Empirical Formula 2
Empirical Formula: The simplest ratio of the atoms present in a molecule.
Problem:
Find the empirical formula of a compound that is 48.38% carbon, 8.12% hydrogen,
and 53.5% oxygen by mass.
Strategy:
As with most stoichiometry problems, it is necessary to work in moles. The
ratio of the moles of each element will provide the ratio of the atoms of
each element.
- Get the mass of each element by assuming a certain overall mass for the
sample (100 g is a good mass to assume when working with percentages).
Remeber that percentages are a ratio multiplied by 100. You must convert
percentages back to their decimal value before working with them.

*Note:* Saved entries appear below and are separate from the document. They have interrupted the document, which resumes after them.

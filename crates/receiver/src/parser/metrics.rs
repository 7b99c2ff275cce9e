use std::sync::atomic::{AtomicI64, AtomicU64, Ordering};

use serde::Serialize;

use super::model::{LogFormat, ParseError};

/// Error categories for metrics recording.
#[derive(Debug, Clone, Copy, PartialEq, Eq)]
pub enum MetricErrorType {
    /// One event was not well-formed or had the wrong root
    Malformed,
    /// The stream could no longer be framed into events
    Desync,
    /// A single event exceeded the configured size
    TooLarge,
    /// Non-UTF8 content encountered
    NonUtf8,
}

impl From<&ParseError> for MetricErrorType {
    fn from(err: &ParseError) -> Self {
        match err {
            ParseError::Malformed(_) | ParseError::UnexpectedRoot { .. } => MetricErrorType::Malformed,
            ParseError::Desync { .. } => MetricErrorType::Desync,
            ParseError::EventTooLarge(..) => MetricErrorType::TooLarge,
            ParseError::NonUtf8 => MetricErrorType::NonUtf8,
        }
    }
}

/// Forces the wrapped data onto its own 64-byte cache line so counters
/// updated by different workers do not share a line.
#[repr(align(64))]
#[derive(Debug, Default)]
pub struct CacheAligned<T>(pub T);

/// Detection metrics (one attempt per connection)
#[derive(Debug, Default)]
pub struct DetectionMetrics {
    pub attempts: AtomicU64,
    pub success: AtomicU64,
    pub rejected: AtomicU64,
}

/// Per-schema event counters (updated per event)
#[derive(Debug, Default)]
pub struct FormatMetrics {
    pub log4j: AtomicU64,
    pub log4net: AtomicU64,
    pub log4j2: AtomicU64,
}

#[derive(Debug, Default)]
pub struct TotalMetrics {
    pub time_nanos: AtomicU64,
    pub count: AtomicU64,
}

#[derive(Debug, Default)]
pub struct ErrorMetrics {
    pub malformed: AtomicU64,
    pub desync: AtomicU64,
    pub too_large: AtomicU64,
    pub non_utf8: AtomicU64,
}

/// Connection gauges
#[derive(Debug, Default)]
pub struct GaugeMetrics {
    pub active_connections: AtomicI64,
    pub reconnects: AtomicU64,
}

/// Counters shared by a receiver's selector, bindings and worker.
///
/// Each group sits on its own cache line. All operations use
/// `Ordering::Relaxed`; `snapshot()` reads are not transactional across
/// fields, which is fine for observability.
#[derive(Debug, Default)]
pub struct ParsingMetrics {
    pub detection: CacheAligned<DetectionMetrics>,
    pub formats: CacheAligned<FormatMetrics>,
    pub totals: CacheAligned<TotalMetrics>,
    pub errors: CacheAligned<ErrorMetrics>,
    pub gauges: CacheAligned<GaugeMetrics>,
}

impl ParsingMetrics {
    pub fn new() -> Self {
        Self::default()
    }

    #[inline]
    pub fn record_detection(&self, success: bool) {
        self.detection.0.attempts.fetch_add(1, Ordering::Relaxed);
        if success {
            self.detection.0.success.fetch_add(1, Ordering::Relaxed);
        } else {
            self.detection.0.rejected.fetch_add(1, Ordering::Relaxed);
        }
    }

    /// Record one event translated into a record. Called once per event.
    #[inline]
    pub fn record_parse(&self, format: LogFormat, time_nanos: u64) {
        self.totals.0.count.fetch_add(1, Ordering::Relaxed);
        self.totals.0.time_nanos.fetch_add(time_nanos, Ordering::Relaxed);

        match format {
            LogFormat::Log4j => self.formats.0.log4j.fetch_add(1, Ordering::Relaxed),
            LogFormat::Log4Net => self.formats.0.log4net.fetch_add(1, Ordering::Relaxed),
            LogFormat::Log4j2 => self.formats.0.log4j2.fetch_add(1, Ordering::Relaxed),
        };
    }

    #[inline]
    pub fn record_error(&self, error_type: MetricErrorType) {
        match error_type {
            MetricErrorType::Malformed => self.errors.0.malformed.fetch_add(1, Ordering::Relaxed),
            MetricErrorType::Desync => self.errors.0.desync.fetch_add(1, Ordering::Relaxed),
            MetricErrorType::TooLarge => self.errors.0.too_large.fetch_add(1, Ordering::Relaxed),
            MetricErrorType::NonUtf8 => self.errors.0.non_utf8.fetch_add(1, Ordering::Relaxed),
        };
    }

    // --- Gauge Management ---

    #[inline]
    pub fn inc_connections(&self) {
        self.gauges.0.active_connections.fetch_add(1, Ordering::Relaxed);
    }

    #[inline]
    pub fn dec_connections(&self) {
        self.gauges.0.active_connections.fetch_sub(1, Ordering::Relaxed);
    }

    #[inline]
    pub fn record_reconnect(&self) {
        self.gauges.0.reconnects.fetch_add(1, Ordering::Relaxed);
    }

    /// Serializable copy of the current counters, for logging or display.
    pub fn snapshot(&self) -> MetricsSnapshot {
        let total_parsed = self.totals.0.count.load(Ordering::Relaxed);
        let total_time_ns = self.totals.0.time_nanos.load(Ordering::Relaxed);

        let malformed = self.errors.0.malformed.load(Ordering::Relaxed);
        let desync = self.errors.0.desync.load(Ordering::Relaxed);
        let too_large = self.errors.0.too_large.load(Ordering::Relaxed);
        let non_utf8 = self.errors.0.non_utf8.load(Ordering::Relaxed);
        let total_attempts = total_parsed + malformed + desync + too_large + non_utf8;

        MetricsSnapshot {
            detection_attempts: self.detection.0.attempts.load(Ordering::Relaxed),
            detection_success: self.detection.0.success.load(Ordering::Relaxed),
            detection_rejected: self.detection.0.rejected.load(Ordering::Relaxed),

            log4j_parsed: self.formats.0.log4j.load(Ordering::Relaxed),
            log4net_parsed: self.formats.0.log4net.load(Ordering::Relaxed),
            log4j2_parsed: self.formats.0.log4j2.load(Ordering::Relaxed),

            total_parsed,
            avg_parse_time_us: if total_parsed > 0 {
                (total_time_ns as f64 / total_parsed as f64) / 1000.0
            } else {
                0.0
            },

            malformed_events: malformed,
            stream_desyncs: desync,
            events_too_large: too_large,
            non_utf8_content: non_utf8,
            success_rate: if total_attempts > 0 {
                total_parsed as f64 / total_attempts as f64
            } else {
                1.0
            },

            active_connections: self.gauges.0.active_connections.load(Ordering::Relaxed),
            reconnects: self.gauges.0.reconnects.load(Ordering::Relaxed),
        }
    }
}

#[derive(Debug, Clone, Serialize)]
pub struct MetricsSnapshot {
    // Detection
    pub detection_attempts: u64,
    pub detection_success: u64,
    pub detection_rejected: u64,

    // Per schema
    pub log4j_parsed: u64,
    pub log4net_parsed: u64,
    pub log4j2_parsed: u64,

    // Performance
    pub total_parsed: u64,
    pub avg_parse_time_us: f64,

    // Errors
    pub malformed_events: u64,
    pub stream_desyncs: u64,
    pub events_too_large: u64,
    pub non_utf8_content: u64,
    pub success_rate: f64,

    // Gauges
    pub active_connections: i64,
    pub reconnects: u64,
}

#[cfg(test)]
mod tests {
    use super::*;

    #[test]
    fn test_new_metrics_are_empty() {
        let snap = ParsingMetrics::new().snapshot();

        assert_eq!(snap.total_parsed, 0);
        assert_eq!(snap.malformed_events, 0);
        assert_eq!(snap.avg_parse_time_us, 0.0);
        assert_eq!(snap.success_rate, 1.0);
    }

    #[test]
    fn test_record_detection() {
        let metrics = ParsingMetrics::new();
        metrics.record_detection(true);
        metrics.record_detection(false);
        metrics.record_detection(true);

        let snap = metrics.snapshot();
        assert_eq!(snap.detection_attempts, 3);
        assert_eq!(snap.detection_success, 2);
        assert_eq!(snap.detection_rejected, 1);
    }

    #[test]
    fn test_record_parse_counts_and_times() {
        let metrics = ParsingMetrics::new();
        metrics.record_parse(LogFormat::Log4j, 1000);
        metrics.record_parse(LogFormat::Log4j2, 2000);

        let snap = metrics.snapshot();
        assert_eq!(snap.total_parsed, 2);
        assert_eq!(snap.log4j_parsed, 1);
        assert_eq!(snap.log4j2_parsed, 1);
        assert_eq!(snap.log4net_parsed, 0);
        assert!((snap.avg_parse_time_us - 1.5).abs() < f64::EPSILON);
    }

    #[test]
    fn test_error_classification_and_success_rate() {
        let metrics = ParsingMetrics::new();
        metrics.record_parse(LogFormat::Log4Net, 100);
        metrics.record_parse(LogFormat::Log4Net, 100);

        let desync = ParseError::Desync { offset: 3, reason: "x".into() };
        let root = ParseError::UnexpectedRoot { expected: "a".into(), found: "b".into() };
        metrics.record_error((&desync).into());
        metrics.record_error((&root).into());

        let snap = metrics.snapshot();
        assert_eq!(snap.stream_desyncs, 1);
        assert_eq!(snap.malformed_events, 1);
        assert_eq!(snap.success_rate, 0.5);
    }

    #[test]
    fn test_gauges() {
        let metrics = ParsingMetrics::new();
        metrics.inc_connections();
        metrics.inc_connections();
        metrics.dec_connections();
        metrics.record_reconnect();

        let snap = metrics.snapshot();
        assert_eq!(snap.active_connections, 1);
        assert_eq!(snap.reconnects, 1);
    }
}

(.4838) (100 g) = 48.38 g C
(.0812 ) (100 g) = 8.12 g H
(.5350) (100 g) = 53.38 g O
- Convert the mass of each element to moles of each element using the atomic
masses.
(48.38 g C) (1 mol/ 12.10 g C) = 4.028 mol C
(8.12 g H) (1 mol/ 1.008 g H) = 8.056 mol H
(53.38 g O) (1 mol/ 16.00 g O) = 3.336 mol O
- Find the ratio or the moles of each element by dividing the number of moles
of each by the smallest number of moles.
- Use the mole ratio to write the empirical formula.